■ Task brief
Among the entries that follow, the required portion opens with the line containing "use thiserror::Error;" and closes with the line containing "for this error". Give that portion again exactly, and nothing else.

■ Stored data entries
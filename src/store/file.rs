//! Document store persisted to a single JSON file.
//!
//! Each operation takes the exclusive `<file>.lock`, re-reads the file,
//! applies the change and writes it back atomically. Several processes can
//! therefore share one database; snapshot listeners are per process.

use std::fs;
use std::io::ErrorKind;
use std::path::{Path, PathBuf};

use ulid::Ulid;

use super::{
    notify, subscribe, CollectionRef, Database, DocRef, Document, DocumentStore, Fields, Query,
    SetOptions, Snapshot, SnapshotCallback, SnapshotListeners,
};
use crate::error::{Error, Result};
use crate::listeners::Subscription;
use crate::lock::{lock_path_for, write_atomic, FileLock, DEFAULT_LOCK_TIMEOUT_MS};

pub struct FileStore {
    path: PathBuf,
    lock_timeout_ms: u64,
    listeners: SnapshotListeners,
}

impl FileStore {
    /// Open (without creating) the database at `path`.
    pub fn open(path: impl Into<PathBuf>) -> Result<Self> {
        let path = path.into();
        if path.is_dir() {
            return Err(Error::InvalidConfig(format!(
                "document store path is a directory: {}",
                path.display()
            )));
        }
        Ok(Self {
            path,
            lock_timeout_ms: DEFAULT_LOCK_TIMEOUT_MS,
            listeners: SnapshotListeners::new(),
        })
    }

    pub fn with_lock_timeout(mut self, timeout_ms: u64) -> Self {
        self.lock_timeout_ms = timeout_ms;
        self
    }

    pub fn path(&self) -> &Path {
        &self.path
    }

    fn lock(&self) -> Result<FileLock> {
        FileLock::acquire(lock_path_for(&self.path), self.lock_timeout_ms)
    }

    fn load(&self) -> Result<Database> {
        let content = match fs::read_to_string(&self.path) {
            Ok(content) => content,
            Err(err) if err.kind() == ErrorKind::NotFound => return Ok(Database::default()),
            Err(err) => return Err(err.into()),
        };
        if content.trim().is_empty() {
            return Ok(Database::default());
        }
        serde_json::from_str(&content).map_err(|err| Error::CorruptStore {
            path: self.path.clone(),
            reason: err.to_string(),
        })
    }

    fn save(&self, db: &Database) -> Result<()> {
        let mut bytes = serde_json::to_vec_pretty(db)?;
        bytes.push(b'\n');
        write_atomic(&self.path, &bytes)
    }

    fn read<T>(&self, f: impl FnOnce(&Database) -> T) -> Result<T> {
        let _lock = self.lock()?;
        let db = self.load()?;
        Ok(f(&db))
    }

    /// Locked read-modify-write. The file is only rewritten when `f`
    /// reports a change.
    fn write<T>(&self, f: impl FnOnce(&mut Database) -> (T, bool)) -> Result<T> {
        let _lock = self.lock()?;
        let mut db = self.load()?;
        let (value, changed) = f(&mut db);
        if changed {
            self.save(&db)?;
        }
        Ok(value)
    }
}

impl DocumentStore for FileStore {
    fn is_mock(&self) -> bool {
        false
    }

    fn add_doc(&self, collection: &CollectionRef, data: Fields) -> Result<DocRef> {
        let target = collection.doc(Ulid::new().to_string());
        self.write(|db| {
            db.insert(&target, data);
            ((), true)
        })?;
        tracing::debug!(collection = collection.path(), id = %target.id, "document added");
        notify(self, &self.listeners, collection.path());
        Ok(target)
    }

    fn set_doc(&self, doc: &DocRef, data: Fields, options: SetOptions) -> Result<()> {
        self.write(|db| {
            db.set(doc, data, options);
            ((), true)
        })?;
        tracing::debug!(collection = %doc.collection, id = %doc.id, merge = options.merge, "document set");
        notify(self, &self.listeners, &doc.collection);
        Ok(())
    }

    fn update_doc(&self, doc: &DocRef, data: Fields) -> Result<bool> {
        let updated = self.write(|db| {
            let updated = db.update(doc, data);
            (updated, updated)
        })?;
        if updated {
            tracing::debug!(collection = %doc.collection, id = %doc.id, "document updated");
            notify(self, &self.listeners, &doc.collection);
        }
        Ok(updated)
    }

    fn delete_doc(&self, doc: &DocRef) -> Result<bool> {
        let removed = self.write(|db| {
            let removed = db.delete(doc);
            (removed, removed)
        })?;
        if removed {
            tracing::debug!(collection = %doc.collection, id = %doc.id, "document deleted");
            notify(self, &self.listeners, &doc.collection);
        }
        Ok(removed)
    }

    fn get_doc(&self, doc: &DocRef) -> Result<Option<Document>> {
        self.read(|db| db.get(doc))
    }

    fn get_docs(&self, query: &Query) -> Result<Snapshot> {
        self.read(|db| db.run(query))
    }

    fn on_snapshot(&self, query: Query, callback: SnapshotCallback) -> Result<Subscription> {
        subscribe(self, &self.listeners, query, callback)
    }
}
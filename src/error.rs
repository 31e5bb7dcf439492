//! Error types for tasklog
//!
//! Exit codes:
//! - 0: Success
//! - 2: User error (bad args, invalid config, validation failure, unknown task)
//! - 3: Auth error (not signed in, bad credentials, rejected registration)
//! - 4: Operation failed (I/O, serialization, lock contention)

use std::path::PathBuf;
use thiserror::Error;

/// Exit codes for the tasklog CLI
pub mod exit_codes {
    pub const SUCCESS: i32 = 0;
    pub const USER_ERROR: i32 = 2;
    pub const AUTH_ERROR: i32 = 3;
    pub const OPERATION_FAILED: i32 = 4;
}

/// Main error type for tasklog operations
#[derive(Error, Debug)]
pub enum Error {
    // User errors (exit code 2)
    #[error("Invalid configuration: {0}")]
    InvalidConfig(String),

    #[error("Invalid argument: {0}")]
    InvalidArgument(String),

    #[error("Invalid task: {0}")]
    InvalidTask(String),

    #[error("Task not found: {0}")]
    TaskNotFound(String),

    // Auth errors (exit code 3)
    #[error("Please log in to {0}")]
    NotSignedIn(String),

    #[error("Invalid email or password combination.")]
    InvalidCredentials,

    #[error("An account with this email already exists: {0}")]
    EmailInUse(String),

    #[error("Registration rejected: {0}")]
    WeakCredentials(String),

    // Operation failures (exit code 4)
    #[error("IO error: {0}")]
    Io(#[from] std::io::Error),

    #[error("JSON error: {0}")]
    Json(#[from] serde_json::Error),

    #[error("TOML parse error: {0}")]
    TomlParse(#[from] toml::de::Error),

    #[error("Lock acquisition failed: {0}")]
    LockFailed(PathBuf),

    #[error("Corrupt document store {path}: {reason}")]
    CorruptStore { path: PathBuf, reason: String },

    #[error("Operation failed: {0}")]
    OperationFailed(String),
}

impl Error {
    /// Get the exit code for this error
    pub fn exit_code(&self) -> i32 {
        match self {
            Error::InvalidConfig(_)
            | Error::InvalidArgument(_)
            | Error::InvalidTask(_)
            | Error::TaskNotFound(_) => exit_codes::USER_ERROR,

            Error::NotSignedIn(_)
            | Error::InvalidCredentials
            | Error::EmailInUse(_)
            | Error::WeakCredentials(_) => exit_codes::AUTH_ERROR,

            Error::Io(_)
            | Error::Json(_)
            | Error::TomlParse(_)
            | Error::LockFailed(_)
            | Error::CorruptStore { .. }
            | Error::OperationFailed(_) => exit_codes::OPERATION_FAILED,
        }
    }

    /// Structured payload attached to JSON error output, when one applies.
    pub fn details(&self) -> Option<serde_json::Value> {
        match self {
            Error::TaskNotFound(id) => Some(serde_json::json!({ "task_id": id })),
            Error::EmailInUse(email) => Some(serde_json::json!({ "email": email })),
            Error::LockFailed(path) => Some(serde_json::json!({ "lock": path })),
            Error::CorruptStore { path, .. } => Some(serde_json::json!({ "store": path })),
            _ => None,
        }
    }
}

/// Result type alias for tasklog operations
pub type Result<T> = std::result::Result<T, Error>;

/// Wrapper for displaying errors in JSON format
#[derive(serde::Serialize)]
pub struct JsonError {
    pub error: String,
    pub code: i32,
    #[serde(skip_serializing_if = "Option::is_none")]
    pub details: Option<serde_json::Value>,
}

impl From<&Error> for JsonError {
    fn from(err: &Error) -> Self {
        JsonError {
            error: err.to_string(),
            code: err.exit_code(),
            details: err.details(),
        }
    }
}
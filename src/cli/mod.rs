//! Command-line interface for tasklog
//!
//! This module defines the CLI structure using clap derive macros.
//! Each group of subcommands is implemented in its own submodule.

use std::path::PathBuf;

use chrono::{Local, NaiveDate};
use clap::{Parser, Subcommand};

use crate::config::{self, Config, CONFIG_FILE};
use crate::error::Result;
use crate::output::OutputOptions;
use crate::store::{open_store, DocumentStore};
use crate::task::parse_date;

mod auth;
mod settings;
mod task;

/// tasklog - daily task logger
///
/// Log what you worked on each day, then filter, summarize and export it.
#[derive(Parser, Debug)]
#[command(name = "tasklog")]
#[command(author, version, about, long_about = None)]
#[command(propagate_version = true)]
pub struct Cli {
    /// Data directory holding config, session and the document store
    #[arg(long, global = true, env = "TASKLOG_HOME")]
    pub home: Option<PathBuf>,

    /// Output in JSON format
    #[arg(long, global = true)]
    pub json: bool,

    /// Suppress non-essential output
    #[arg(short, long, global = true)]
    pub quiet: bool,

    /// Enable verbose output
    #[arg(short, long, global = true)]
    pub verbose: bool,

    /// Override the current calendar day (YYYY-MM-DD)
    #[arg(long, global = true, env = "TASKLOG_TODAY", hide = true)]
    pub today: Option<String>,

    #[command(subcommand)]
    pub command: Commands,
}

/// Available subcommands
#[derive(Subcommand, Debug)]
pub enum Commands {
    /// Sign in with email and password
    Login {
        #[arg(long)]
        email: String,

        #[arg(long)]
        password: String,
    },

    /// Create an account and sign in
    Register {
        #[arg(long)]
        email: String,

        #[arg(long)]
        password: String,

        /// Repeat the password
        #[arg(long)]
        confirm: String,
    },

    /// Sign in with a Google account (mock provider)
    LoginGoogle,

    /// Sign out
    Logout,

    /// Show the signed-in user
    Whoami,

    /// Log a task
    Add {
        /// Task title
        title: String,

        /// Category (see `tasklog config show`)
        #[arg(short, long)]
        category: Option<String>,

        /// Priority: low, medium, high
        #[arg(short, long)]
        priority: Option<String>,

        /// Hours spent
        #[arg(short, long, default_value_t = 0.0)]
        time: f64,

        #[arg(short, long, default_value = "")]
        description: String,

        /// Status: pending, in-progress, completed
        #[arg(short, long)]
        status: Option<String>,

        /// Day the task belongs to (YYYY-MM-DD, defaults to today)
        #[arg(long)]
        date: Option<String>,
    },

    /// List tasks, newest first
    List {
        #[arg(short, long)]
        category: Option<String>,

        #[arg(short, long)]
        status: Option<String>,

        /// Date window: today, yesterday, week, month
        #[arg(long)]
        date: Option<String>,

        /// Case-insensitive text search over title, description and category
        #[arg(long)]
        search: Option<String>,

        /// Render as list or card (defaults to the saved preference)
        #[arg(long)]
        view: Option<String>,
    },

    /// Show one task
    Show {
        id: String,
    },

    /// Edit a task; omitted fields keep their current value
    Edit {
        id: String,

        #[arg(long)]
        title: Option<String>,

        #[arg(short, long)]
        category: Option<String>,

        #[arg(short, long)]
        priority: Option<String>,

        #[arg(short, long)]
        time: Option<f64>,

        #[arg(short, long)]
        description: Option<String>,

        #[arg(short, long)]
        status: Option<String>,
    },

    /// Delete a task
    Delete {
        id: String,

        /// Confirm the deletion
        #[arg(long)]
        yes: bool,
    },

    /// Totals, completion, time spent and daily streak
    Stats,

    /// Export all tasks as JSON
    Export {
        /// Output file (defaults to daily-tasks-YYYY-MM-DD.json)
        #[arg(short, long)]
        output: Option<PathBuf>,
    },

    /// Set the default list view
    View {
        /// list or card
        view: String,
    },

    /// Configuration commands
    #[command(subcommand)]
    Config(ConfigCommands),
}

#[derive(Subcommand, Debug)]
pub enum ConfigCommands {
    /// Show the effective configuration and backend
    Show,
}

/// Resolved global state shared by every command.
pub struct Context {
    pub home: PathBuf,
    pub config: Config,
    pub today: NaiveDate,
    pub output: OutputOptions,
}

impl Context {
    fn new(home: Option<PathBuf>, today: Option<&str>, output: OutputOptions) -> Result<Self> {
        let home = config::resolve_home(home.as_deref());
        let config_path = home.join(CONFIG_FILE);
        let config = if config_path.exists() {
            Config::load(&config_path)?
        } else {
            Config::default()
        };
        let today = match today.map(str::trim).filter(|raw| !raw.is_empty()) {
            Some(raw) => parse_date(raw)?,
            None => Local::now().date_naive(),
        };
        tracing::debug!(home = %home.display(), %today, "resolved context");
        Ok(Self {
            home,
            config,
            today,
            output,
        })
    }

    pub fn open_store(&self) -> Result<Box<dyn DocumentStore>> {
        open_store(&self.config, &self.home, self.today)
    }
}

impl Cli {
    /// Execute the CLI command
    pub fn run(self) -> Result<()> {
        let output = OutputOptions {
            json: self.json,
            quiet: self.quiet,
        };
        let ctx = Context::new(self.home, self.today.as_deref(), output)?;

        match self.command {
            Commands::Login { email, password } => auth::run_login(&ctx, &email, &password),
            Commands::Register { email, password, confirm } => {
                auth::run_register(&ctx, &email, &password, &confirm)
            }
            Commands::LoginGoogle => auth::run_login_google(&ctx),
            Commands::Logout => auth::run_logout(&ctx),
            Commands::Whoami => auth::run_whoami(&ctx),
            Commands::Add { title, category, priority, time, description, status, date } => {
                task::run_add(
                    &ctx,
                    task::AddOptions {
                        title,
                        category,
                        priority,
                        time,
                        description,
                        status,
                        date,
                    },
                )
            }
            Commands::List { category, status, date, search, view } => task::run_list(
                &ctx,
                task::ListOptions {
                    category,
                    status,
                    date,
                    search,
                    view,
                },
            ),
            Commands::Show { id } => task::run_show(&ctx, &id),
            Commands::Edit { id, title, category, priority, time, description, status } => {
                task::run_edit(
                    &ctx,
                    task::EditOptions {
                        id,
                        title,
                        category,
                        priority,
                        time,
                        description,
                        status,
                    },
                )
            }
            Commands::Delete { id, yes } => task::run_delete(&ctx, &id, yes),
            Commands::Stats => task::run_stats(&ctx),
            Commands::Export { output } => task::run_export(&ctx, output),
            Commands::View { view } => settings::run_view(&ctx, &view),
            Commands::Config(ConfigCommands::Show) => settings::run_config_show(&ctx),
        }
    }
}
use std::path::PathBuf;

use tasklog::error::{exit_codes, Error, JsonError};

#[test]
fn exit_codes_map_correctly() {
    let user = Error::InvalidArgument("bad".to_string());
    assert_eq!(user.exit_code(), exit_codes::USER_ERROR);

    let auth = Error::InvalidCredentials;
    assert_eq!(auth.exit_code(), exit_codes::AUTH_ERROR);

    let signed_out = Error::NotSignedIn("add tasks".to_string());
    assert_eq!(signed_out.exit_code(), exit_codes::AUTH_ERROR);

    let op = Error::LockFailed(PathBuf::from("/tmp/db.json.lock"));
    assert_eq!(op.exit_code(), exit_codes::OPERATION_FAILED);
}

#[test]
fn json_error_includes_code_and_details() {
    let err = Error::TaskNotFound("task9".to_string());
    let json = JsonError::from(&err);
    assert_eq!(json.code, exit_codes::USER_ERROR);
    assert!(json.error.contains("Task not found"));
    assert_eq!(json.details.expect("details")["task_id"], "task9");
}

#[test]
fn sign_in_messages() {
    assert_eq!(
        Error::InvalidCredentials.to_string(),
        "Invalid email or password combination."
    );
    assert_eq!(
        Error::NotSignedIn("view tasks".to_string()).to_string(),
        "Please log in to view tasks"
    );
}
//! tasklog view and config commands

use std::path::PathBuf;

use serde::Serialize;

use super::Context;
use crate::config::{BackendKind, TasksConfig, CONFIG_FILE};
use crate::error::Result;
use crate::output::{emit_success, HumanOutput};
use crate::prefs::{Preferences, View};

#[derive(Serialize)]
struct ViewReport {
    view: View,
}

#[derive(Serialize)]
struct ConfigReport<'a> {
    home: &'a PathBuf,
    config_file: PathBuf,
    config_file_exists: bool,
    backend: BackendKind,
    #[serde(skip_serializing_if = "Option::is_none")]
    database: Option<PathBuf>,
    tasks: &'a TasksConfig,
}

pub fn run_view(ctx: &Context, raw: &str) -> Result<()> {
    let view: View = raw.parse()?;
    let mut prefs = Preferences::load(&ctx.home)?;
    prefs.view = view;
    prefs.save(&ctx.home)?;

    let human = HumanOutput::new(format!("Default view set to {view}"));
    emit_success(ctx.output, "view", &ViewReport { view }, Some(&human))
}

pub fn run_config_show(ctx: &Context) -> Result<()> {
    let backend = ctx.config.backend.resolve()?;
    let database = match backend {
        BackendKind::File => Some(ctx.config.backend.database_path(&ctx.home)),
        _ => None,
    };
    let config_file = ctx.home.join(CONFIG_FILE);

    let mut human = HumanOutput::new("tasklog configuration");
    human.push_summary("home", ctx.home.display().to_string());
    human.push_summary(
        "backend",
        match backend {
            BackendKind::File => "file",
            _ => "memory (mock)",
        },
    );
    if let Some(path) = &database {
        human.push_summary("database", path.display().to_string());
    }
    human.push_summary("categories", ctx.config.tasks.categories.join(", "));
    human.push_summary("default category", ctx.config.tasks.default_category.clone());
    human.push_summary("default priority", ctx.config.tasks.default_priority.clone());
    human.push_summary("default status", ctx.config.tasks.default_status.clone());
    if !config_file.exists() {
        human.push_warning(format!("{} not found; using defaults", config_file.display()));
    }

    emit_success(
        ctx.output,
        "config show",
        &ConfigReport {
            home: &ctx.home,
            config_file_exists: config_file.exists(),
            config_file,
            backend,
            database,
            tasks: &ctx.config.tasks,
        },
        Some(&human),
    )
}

■ Written answer
use thiserror::Error;

/// Exit codes for the tasklog CLI
pub mod exit_codes {
    pub const SUCCESS: i32 = 0;
    pub const USER_ERROR: i32 = 2;
    pub const AUTH_ERROR: i32 = 3;
    pub const OPERATION_FAILED: i32 = 4;
}

/// Main error type for tasklog operations
#[derive(Error, Debug)]
pub enum Error {
    // User errors (exit code 2)
    #[error("Invalid configuration: {0}")]
    InvalidConfig(String),

    #[error("Invalid argument: {0}")]
    InvalidArgument(String),

    #[error("Invalid task: {0}")]
    InvalidTask(String),

    #[error("Task not found: {0}")]
    TaskNotFound(String),

    // Auth errors (exit code 3)
    #[error("Please log in to {0}")]
    NotSignedIn(String),

    #[error("Invalid email or password combination.")]
    InvalidCredentials,

    #[error("An account with this email already exists: {0}")]
    EmailInUse(String),

    #[error("Registration rejected: {0}")]
    WeakCredentials(String),

    // Operation failures (exit code 4)
    #[error("IO error: {0}")]
    Io(#[from] std::io::Error),

    #[error("JSON error: {0}")]
    Json(#[from] serde_json::Error),

    #[error("TOML parse error: {0}")]
    TomlParse(#[from] toml::de::Error),

    #[error("Lock acquisition failed: {0}")]
    LockFailed(PathBuf),

    #[error("Corrupt document store {path}: {reason}")]
    CorruptStore { path: PathBuf, reason: String },

    #[error("Operation failed: {0}")]
    OperationFailed(String),
}

impl Error {
    /// Get the exit code for this error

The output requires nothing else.